Pros & Cons
It is usually believed that once the funds are parked in a FD, they are blocked until maturity. But it is not the case as there is a facility of breaking a fixed deposit. Breaking a fixed deposit means withdrawing the money before the expiry of the deposit's tenure. However this may be avoided unless one is in urgent need of funds as the rate of interest stated on the FD falls. Instead of breaking the FD for a smaller amount of money or a short while compared to the maturity of the FD one can avail the option of taking a loan against the FD. Such loans are easily available with amounts ranging up to 90 percent of the principal and accumulated interest on the FD.

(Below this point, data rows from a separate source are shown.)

//! Error types and encode options shared across `securify` crates.

pub mod error;
pub mod options;

pub use error::TokenError;
pub use options::{EncodeOptions, ExpiresIn};
// Licensed to the Apache Software Foundation (ASF) under one
// or more contributor license agreements.  See the NOTICE file
// distributed with this work for additional information
// regarding copyright ownership.  The ASF licenses this file
// to you under the Apache License, Version 2.0 (the
// "License"); you may not use this file except in compliance
// with the License.  You may obtain a copy of the License at
//
//   http://www.apache.org/licenses/LICENSE-2.0
//
// Unless required by applicable law or agreed to in writing,
// software distributed under the License is distributed on an
// "AS IS" BASIS, WITHOUT WARRANTIES OR CONDITIONS OF ANY
// KIND, either express or implied.  See the License for the
// specific language governing permissions and limitations
// under the License.

//! Error types for HLL sketch operations

use std::fmt;

/// ErrorKind is all kinds of Error of the HLL sketch.
#[derive(Clone, Copy, Debug, PartialEq, Eq, Hash)]
#[non_exhaustive]
pub enum ErrorKind {
    /// The config for the sketch is invalid.
    ConfigInvalid,
    /// The sketch image being read is malformed.
    MalformedDeserializeData,
    /// A mutation was attempted on a region granted as read-only.
    NoWriteAccess,
    /// A caller-owned region is too small for the requested image.
    InsufficientCapacity,
    /// The sketch image is internally inconsistent.
    InvariantViolation,
}

impl ErrorKind {
    /// Convert this error kind instance into static str.
    pub const fn into_static(self) -> &'static str {
        match self {
            ErrorKind::ConfigInvalid => "ConfigInvalid",
            ErrorKind::MalformedDeserializeData => "MalformedDeserializeData",
            ErrorKind::NoWriteAccess => "NoWriteAccess",
            ErrorKind::InsufficientCapacity => "InsufficientCapacity",
            ErrorKind::InvariantViolation => "InvariantViolation",
        }
    }
}

impl fmt::Display for ErrorKind {
    fn fmt(&self, f: &mut fmt::Formatter<'_>) -> fmt::Result {
        write!(f, "{}", self.into_static())
    }
}

/// Error is the error struct returned by all fallible sketch functions.
pub struct Error {
    kind: ErrorKind,
    message: String,
    context: Vec<(&'static str, String)>,
    source: Option<anyhow::Error>,
}

impl Error {
    /// Create a new Error with error kind and message.
    pub fn new(kind: ErrorKind, message: impl Into<String>) -> Self {
        Self {
            kind,
            message: message.into(),
            context: Vec::default(),
            source: None,
        }
    }

    /// Add more context in error.
    pub fn with_context(mut self, key: &'static str, value: impl ToString) -> Self {
        self.context.push((key, value.to_string()));
        self
    }

    /// Set source for error.
    ///
    /// # Panics
    ///
    /// Panics if the source has been set.
    ///
    /// # Examples
    ///
    /// ```
    /// use std::error::Error as _;
    /// use datasketches_hll::error::{Error, ErrorKind};
    ///
    /// let mut error = Error::new(ErrorKind::MalformedDeserializeData, "failed to read sketch");
    /// assert!(error.source().is_none());
    /// error = error.set_source(std::io::Error::new(std::io::ErrorKind::Other, "IO error"));
    /// assert!(error.source().is_some());
    /// ```
    pub fn set_source(mut self, src: impl Into<anyhow::Error>) -> Self {
        assert!(self.source.is_none(), "the source error has been set");
        self.source = Some(src.into());
        self
    }

    /// Return error's kind.
    pub fn kind(&self) -> ErrorKind {
        self.kind
    }

    /// Return error's message.
    pub fn message(&self) -> &str {
        self.message.as_str()
    }
}

// Constructors shared across the crate.
impl Error {
    pub(crate) fn config_invalid(message: impl Into<String>) -> Self {
        Self::new(ErrorKind::ConfigInvalid, message)
    }

    pub(crate) fn deserial(message: impl Into<String>) -> Self {
        Self::new(ErrorKind::MalformedDeserializeData, message)
    }

    pub(crate) fn insufficient_data(tag: &'static str) -> Self {
        Self::deserial(format!("insufficient data for {tag}"))
    }

    pub(crate) fn invalid_family(expected: u8, actual: u8, name: &'static str) -> Self {
        Self::deserial(format!(
            "invalid family: expected {expected} ({name}), got {actual}"
        ))
    }

    pub(crate) fn unsupported_serial_version(expected: u8, actual: u8) -> Self {
        Self::deserial(format!(
            "unsupported serialization version: expected {expected}, got {actual}"
        ))
    }

    pub(crate) fn no_write_access() -> Self {
        Self::new(
            ErrorKind::NoWriteAccess,
            "cannot modify a sketch wrapped over read-only memory",
        )
    }

    pub(crate) fn insufficient_capacity(required: usize, available: usize) -> Self {
        Self::new(
            ErrorKind::InsufficientCapacity,
            "memory region is too small for the sketch image",
        )
        .with_context("required", required)
        .with_context("available", available)
    }

    pub(crate) fn invariant_violation(message: impl Into<String>) -> Self {
        Self::new(ErrorKind::InvariantViolation, message)
    }
}

impl fmt::Debug for Error {
    fn fmt(&self, f: &mut fmt::Formatter<'_>) -> fmt::Result {
        // If alternate has been specified, we will print like Debug.
        if f.alternate() {
            let mut de = f.debug_struct("Error");
            de.field("kind", &self.kind);
            de.field("message", &self.message);
            de.field("context", &self.context);
            de.field("source", &self.source);
            return de.finish();
        }

        write!(f, "{}", self.kind)?;
        if !self.message.is_empty() {
            write!(f, " => {}", self.message)?;
        }
        writeln!(f)?;

        if !self.context.is_empty() {
            writeln!(f)?;
            writeln!(f, "Context:")?;
            for (k, v) in self.context.iter() {
                writeln!(f, "   {k}: {v}")?;
            }
        }

        if let Some(source) = &self.source {
            writeln!(f)?;
            writeln!(f, "Source:")?;
            writeln!(f, "   {source:#}")?;
        }

        Ok(())
    }
}

impl fmt::Display for Error {
    fn fmt(&self, f: &mut fmt::Formatter<'_>) -> fmt::Result {
        write!(f, "{}", self.kind)?;

        if !self.context.is_empty() {
            write!(f, ", context: {{ ")?;
            write!(
                f,
                "{}",
                self.context
                    .iter()
                    .map(|(k, v)| format!("{k}: {v}"))
                    .collect::<Vec<_>>()
                    .join(", ")
            )?;
            write!(f, " }}")?;
        }

        if !self.message.is_empty() {
            write!(f, " => {}", self.message)?;
        }

        if let Some(source) = &self.source {
            write!(f, ", source: {source}")?;
        }

        Ok(())
    }
}

impl std::error::Error for Error {
    fn source(&self) -> Option<&(dyn std::error::Error + 'static)> {
        self.source.as_ref().map(|v| v.as_ref())
    }
}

Fixed deposits also enable one to earn a regular income through the interest payments that are made every month or quarter. This option is especially used by the people who are retired and looking for continuity in their income.
On the other hand, a fixed may be one of the safest instruments but it does not offer you the same returns that you could earn by investing in the equity market. This is the cost one pays for getting the assured returns that are not promised in case of stocks or mutual funds.
Also a fixed deposit does not consider the inflation rate which means that it does not offer inflation adjusted interest rate. This often leads to a fall in the real rate of return. For instance a high inflation rate can simply cut down your real returns. If the inflation rate is 3% at the time of investing the money on a FD of 8% and it rises to 5% when the FD matures, then the real rate of return (interest rate - inflation) is only 3%.
FDs Vs FMPs
Fixed Maturity Plans (FMPs) are considered to be the best alternative for FDs. They are popularly known as the equivalent of a fixed deposit in a bank, with a caveat. The maturity amount in this case is only ‘indicative' unlike the ‘assured' returns in FDs.
FMPs are debt schemes where the money is invested in fixed-income assets like governments bonds and money-market instruments which carry a low risk. They are closed-ended in nature, which means that once the NFO (new fund offer) closes, the scheme cannot accept any further investment.